**WHAT TO WORK ON**
Every line from the beginning of the data through the line containing "assert_eq!(adjusted_interval(base, 6.0, 6.0), base);" should be reproduced exactly, and no further lines should be output.

[DATA SUPPLIED Boundary: Start]

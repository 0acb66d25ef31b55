use chrono::{
    Days,
    NaiveDate,
};

/// Fraction of the base interval shed (or gained) per hour of sunlight
/// above (or below) the species average.
pub const SUNLIGHT_RATE: f32 = 0.1;

/// A plant is never scheduled more often than once a day.
pub const MIN_INTERVAL_DAYS: u32 = 1;

/// Watering interval in days for a plant getting `actual_sunlight` hours per day.
///
/// At the species average the base interval comes back unchanged. Each hour of
/// sunlight above the average shortens the interval by 10% of the base, and
/// each hour below stretches it by the same amount. The scaled value is
/// rounded to the nearest whole day and floored at one day. Extreme sunlight
/// can drive the scaled value negative; only the final value is floored.
pub fn adjusted_interval(base_interval: u32, avg_sunlight: f32, actual_sunlight: f32) -> u32 {
    let factor = 1.0 - SUNLIGHT_RATE * (actual_sunlight - avg_sunlight);
    let scaled = base_interval as f32 * factor;
    scaled.round().max(MIN_INTERVAL_DAYS as f32) as u32
}

/// Calendar date of the next watering: `last_watered` plus the interval,
/// carried across month and year boundaries.
pub fn next_watering(last_watered: NaiveDate, interval_days: u32) -> NaiveDate {
    last_watered + Days::new(u64::from(interval_days))
}

#[cfg(test)]
mod tests {
    use chrono::NaiveDate;

    use super::*;

    fn date(year: i32, month: u32, day: u32) -> NaiveDate {
        NaiveDate::from_ymd_opt(year, month, day).unwrap()
    }

    #[test]
    fn average_sunlight_keeps_the_base_interval() {
        for base in [1, 4, 7, 10, 14, 30] {
            assert_eq!(adjusted_interval(base, 6.0, 6.0), base);
        }
    }

    #[test]
    fn extra_sunlight_shortens_the_interval() {
        // 7 * (1 - 0.1 * 6) = 2.8
        assert_eq!(adjusted_interval(7, 6.0, 12.0), 3);
    }

    #[test]
    fn less_sunlight_stretches_the_interval() {
        // 14 * (1 + 0.1 * 4) = 19.6
        assert_eq!(adjusted_interval(14, 6.0, 2.0), 20);
    }

    #[test]
    fn half_days_round_to_the_nearest_day() {
        // 5 * 1.1 = 5.5
        assert_eq!(adjusted_interval(5, 6.0, 5.0), 6);
    }

    #[test]
    fn interval_never_drops_below_one_day() {
        // 7 * (1 - 0.1 * 24) = -9.8
        assert_eq!(adjusted_interval(7, 6.0, 30.0), 1);

        for hours in 0..=48 {
            assert!(adjusted_interval(7, 6.0, hours as f32) >= MIN_INTERVAL_DAYS);
        }
    }

    #[test]
    fn next_watering_is_plain_calendar_addition() {
        assert_eq!(next_watering(date(2024, 1, 1), 4), date(2024, 1, 5));
    }

    #[test]
    fn next_watering_carries_across_month_boundaries() {
        assert_eq!(next_watering(date(2024, 1, 30), 7), date(2024, 2, 6));
    }

    #[test]
    fn next_watering_respects_leap_years() {
        assert_eq!(next_watering(date(2024, 2, 27), 3), date(2024, 3, 1));
        assert_eq!(next_watering(date(2023, 2, 27), 3), date(2023, 3, 2));
    }

    #[test]
    fn next_watering_carries_across_year_boundaries() {
        assert_eq!(next_watering(date(2023, 12, 30), 5), date(2024, 1, 4));
    }
}
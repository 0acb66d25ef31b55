use chrono::{
    Local,
    NaiveDate,
};

use crate::core::{
    CareSubmission,
    Catalog,
    CatalogEntry,
};

const DEFAULT_WATER_ML: f32 = 100.0;
const DEFAULT_HEIGHT_CM: f32 = 0.1;

/// Working state of the add-plant form. Lives for the whole session so the
/// fields keep whatever the user last typed.
pub struct PlantForm {
    pub common_name: String,
    pub last_watered: NaiveDate,
    pub amount_given: f32,
    pub planting_medium: String,
    pub location: String,
    pub height_cm: f32,
    pub sunlight_hours: f32,
}

impl PlantForm {
    pub fn for_catalog(catalog: &Catalog) -> Self {
        let (common_name, sunlight_hours) = catalog
            .entries()
            .first()
            .map(|entry| (entry.common_name.clone(), entry.avg_sunlight))
            .unwrap_or_default();

        Self {
            common_name,
            last_watered: Local::now().date_naive(),
            amount_given: DEFAULT_WATER_ML,
            planting_medium: String::new(),
            location: String::new(),
            height_cm: DEFAULT_HEIGHT_CM,
            sunlight_hours,
        }
    }

    /// Point the form at a different species. Sunlight snaps back to that
    /// species' average; everything else keeps the user's input.
    pub fn select(&mut self, entry: &CatalogEntry) {
        self.common_name = entry.common_name.clone();
        self.sunlight_hours = entry.avg_sunlight;
    }

    pub fn submission(&self) -> CareSubmission {
        CareSubmission {
            common_name: self.common_name.clone(),
            last_watered: self.last_watered,
            amount_given: self.amount_given,
            planting_medium: self.planting_medium.trim().to_string(),
            location: self.location.trim().to_string(),
            height_cm: self.height_cm,
            sunlight_hours: self.sunlight_hours,
        }
    }
}
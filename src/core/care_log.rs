use chrono::NaiveDate;

use crate::core::{
    catalog::Catalog,
    errors::PlantBuddyError,
    models::{
        CareRecord,
        CareSubmission,
        WaterUsage,
    },
    watering::{
        adjusted_interval,
        next_watering,
    },
};

/// All care entries recorded in the current session, in the order they were
/// added. Nothing here is persisted; closing the app discards the log.
#[derive(Debug, Default)]
pub struct CareLog {
    records: Vec<CareRecord>,
}

impl CareLog {
    pub fn new() -> Self {
        CareLog { records: Vec::new() }
    }

    /// Validates a submission against the catalog, derives the watering
    /// schedule, and appends the resulting record. Existing records are
    /// never modified.
    pub fn add_record(
        &mut self,
        catalog: &Catalog,
        submission: CareSubmission,
    ) -> Result<&CareRecord, PlantBuddyError> {
        let entry = catalog
            .get(&submission.common_name)
            .ok_or_else(|| PlantBuddyError::UnknownPlant(submission.common_name.clone()))?;

        let interval =
            adjusted_interval(entry.base_interval, entry.avg_sunlight, submission.sunlight_hours);

        let record = CareRecord {
            common_name: submission.common_name,
            species: entry.species.clone(),
            adjusted_interval: interval,
            last_watered: submission.last_watered,
            amount_given: submission.amount_given,
            typical_water: entry.typical_water,
            planting_medium: submission.planting_medium,
            location: submission.location,
            height_cm: submission.height_cm,
            sunlight_hours: submission.sunlight_hours,
            next_watering: next_watering(submission.last_watered, interval),
        };

        let index = self.records.len();
        self.records.push(record);
        Ok(&self.records[index])
    }

    pub fn records(&self) -> &[CareRecord] {
        &self.records
    }

    pub fn len(&self) -> usize {
        self.records.len()
    }

    pub fn is_empty(&self) -> bool {
        self.records.is_empty()
    }

    /// Records whose next watering falls on or before `today`, in insertion
    /// order. Reading the reminders changes nothing; the same plants stay due
    /// until a new record is added for them.
    pub fn due_for_watering(&self, today: NaiveDate) -> impl Iterator<Item = &CareRecord> {
        self.records.iter().filter(move |record| record.is_due(today))
    }

    /// One sample per record, in insertion order. Two records for the same
    /// species stay separate samples.
    pub fn water_usage(&self) -> Vec<WaterUsage> {
        self.records
            .iter()
            .map(|record| WaterUsage {
                common_name: record.common_name.clone(),
                amount_given: record.amount_given,
                typical_water: record.typical_water,
            })
            .collect()
    }

    pub fn clear(&mut self) {
        self.records.clear();
    }
}
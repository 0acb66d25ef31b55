use eframe::egui::{
    self,
    containers,
};

pub enum TopBarAction {
    NewSession,
}

pub struct TopBar;

impl TopBar {
    pub fn show(ctx: &egui::Context, plant_count: usize, due_count: usize) -> Option<TopBarAction> {
        let mut action = None;

        egui::TopBottomPanel::top("top_panel").show(ctx, |ui| {
            containers::menu::Bar::new().ui(ui, |ui| {
                egui::widgets::global_theme_preference_switch(ui);
                ui.menu_button("File", |ui| {
                    let new_session =
                        ui.add_enabled(plant_count > 0, egui::Button::new("New Session…"));
                    if new_session.clicked() {
                        action = Some(TopBarAction::NewSession);
                    }
                    if ui.button("Quit").clicked() {
                        ctx.send_viewport_cmd(egui::ViewportCommand::Close);
                    }
                });

                ui.with_layout(egui::Layout::right_to_left(egui::Align::Center), |ui| {
                    Self::show_status_indicators(ui, plant_count, due_count);
                });
            });
        });

        action
    }

    fn show_status_indicators(ui: &mut egui::Ui, plant_count: usize, due_count: usize) {
        let due_color = if due_count > 0 {
            egui::Color32::from_rgb(200, 80, 80)
        } else {
            egui::Color32::from_rgb(0, 200, 0)
        };

        let due_tooltip = match due_count {
            0 => "Nothing needs watering today".to_string(),
            1 => "1 plant needs watering today".to_string(),
            n => format!("{} plants need watering today", n),
        };

        ui.horizontal(|ui| {
            ui.spacing_mut().item_spacing.x = 2.0;
            ui.small(format!("{} due", due_count)).on_hover_text(&due_tooltip);
            ui.small(egui::RichText::new("●").color(due_color)).on_hover_text(&due_tooltip);
        });

        ui.add_space(3.0);

        let tracked = match plant_count {
            1 => "1 plant tracked".to_string(),
            n => format!("{} plants tracked", n),
        };
        ui.small(tracked);
    }
}
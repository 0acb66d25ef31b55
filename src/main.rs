#![cfg_attr(not(debug_assertions), windows_subsystem = "windows")]

use eframe::egui;
use plantbuddy::gui::PlantBuddyApp;

fn main() -> eframe::Result {
    let native_options = eframe::NativeOptions {
        viewport: egui::ViewportBuilder::default()
            .with_title("House Plant Buddy")
            .with_inner_size([1240.0, 840.0])
            .with_min_inner_size([980.0, 640.0]),
        ..Default::default()
    };

    eframe::run_native(
        "plantbuddy",
        native_options,
        Box::new(|cc| Ok(Box::new(PlantBuddyApp::new(cc)))),
    )
}
use chrono::NaiveDate;
use eframe::egui;

use super::{
    care_table,
    consumption_chart,
    reminders,
    PlantBuddyApp,
};

pub fn show(ctx: &egui::Context, app: &PlantBuddyApp, today: NaiveDate) {
    egui::CentralPanel::default().show(ctx, |ui| {
        if app.care_log.is_empty() {
            ui_empty_state(ui, app);
            return;
        }

        egui::ScrollArea::vertical().show(ui, |ui| {
            ui.add_space(4.0);
            ui.heading(
                egui::RichText::new("House Plant Buddy").color(app.theme.cyan(ui.ctx())).strong(),
            );
            ui.label(
                egui::RichText::new("Smart Water Reminders").color(app.theme.comment(ui.ctx())),
            );
            ui.add_space(12.0);

            care_table::ui_care_table(ui, app, today);

            ui.add_space(16.0);
            ui.separator();
            ui.add_space(8.0);

            reminders::ui_reminders(ui, app, today);

            ui.add_space(16.0);
            ui.separator();
            ui.add_space(8.0);

            consumption_chart::ui_consumption_chart(ui, app);
            ui.add_space(12.0);
        });
    });
}

fn ui_empty_state(ui: &mut egui::Ui, app: &PlantBuddyApp) {
    ui.vertical_centered(|ui| {
        ui.add_space(100.0);

        ui.label(
            egui::RichText::new("No plants added yet.")
                .size(32.0)
                .color(app.theme.cyan(ui.ctx())),
        );

        ui.add_space(4.0);

        ui.label(
            egui::RichText::new(
                "Record a watering in the panel on the left to start tracking your plants.",
            )
            .size(13.0)
            .color(app.theme.comment(ui.ctx())),
        );
    });
}
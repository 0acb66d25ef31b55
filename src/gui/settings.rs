use serde::{
    Deserialize,
    Serialize,
};

/// UI preferences persisted across launches. Care records are never part of
/// this; a session starts empty every time.
#[derive(Clone, Serialize, Deserialize)]
pub struct SettingsData {
    pub dark_mode: bool,
}

impl Default for SettingsData {
    fn default() -> Self {
        Self { dark_mode: true }
    }
}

[DATA SUPPLIED Boundary: End]

**OUTPUT BELOW**
repository 0acb66d25ef31b55
use chrono::{
    Days,
    NaiveDate,
};

/// Fraction of the base interval shed (or gained) per hour of sunlight
/// above (or below) the species average.
pub const SUNLIGHT_RATE: f32 = 0.1;

/// A plant is never scheduled more often than once a day.
pub const MIN_INTERVAL_DAYS: u32 = 1;

/// Watering interval in days for a plant getting `actual_sunlight` hours per day.
///
/// At the species average the base interval comes back unchanged. Each hour of
/// sunlight above the average shortens the interval by 10% of the base, and
/// each hour below stretches it by the same amount. The scaled value is
/// rounded to the nearest whole day and floored at one day. Extreme sunlight
/// can drive the scaled value negative; only the final value is floored.
pub fn adjusted_interval(base_interval: u32, avg_sunlight: f32, actual_sunlight: f32) -> u32 {
    let factor = 1.0 - SUNLIGHT_RATE * (actual_sunlight - avg_sunlight);
    let scaled = base_interval as f32 * factor;
    scaled.round().max(MIN_INTERVAL_DAYS as f32) as u32
}

/// Calendar date of the next watering: `last_watered` plus the interval,
/// carried across month and year boundaries.
pub fn next_watering(last_watered: NaiveDate, interval_days: u32) -> NaiveDate {
    last_watered + Days::new(u64::from(interval_days))
}

#[cfg(test)]
mod tests {
    use chrono::NaiveDate;

    use super::*;

    fn date(year: i32, month: u32, day: u32) -> NaiveDate {
        NaiveDate::from_ymd_opt(year, month, day).unwrap()
    }

    #[test]
    fn average_sunlight_keeps_the_base_interval() {
        for base in [1, 4, 7, 10, 14, 30] {
            assert_eq!(adjusted_interval(base, 6.0, 6.0), base);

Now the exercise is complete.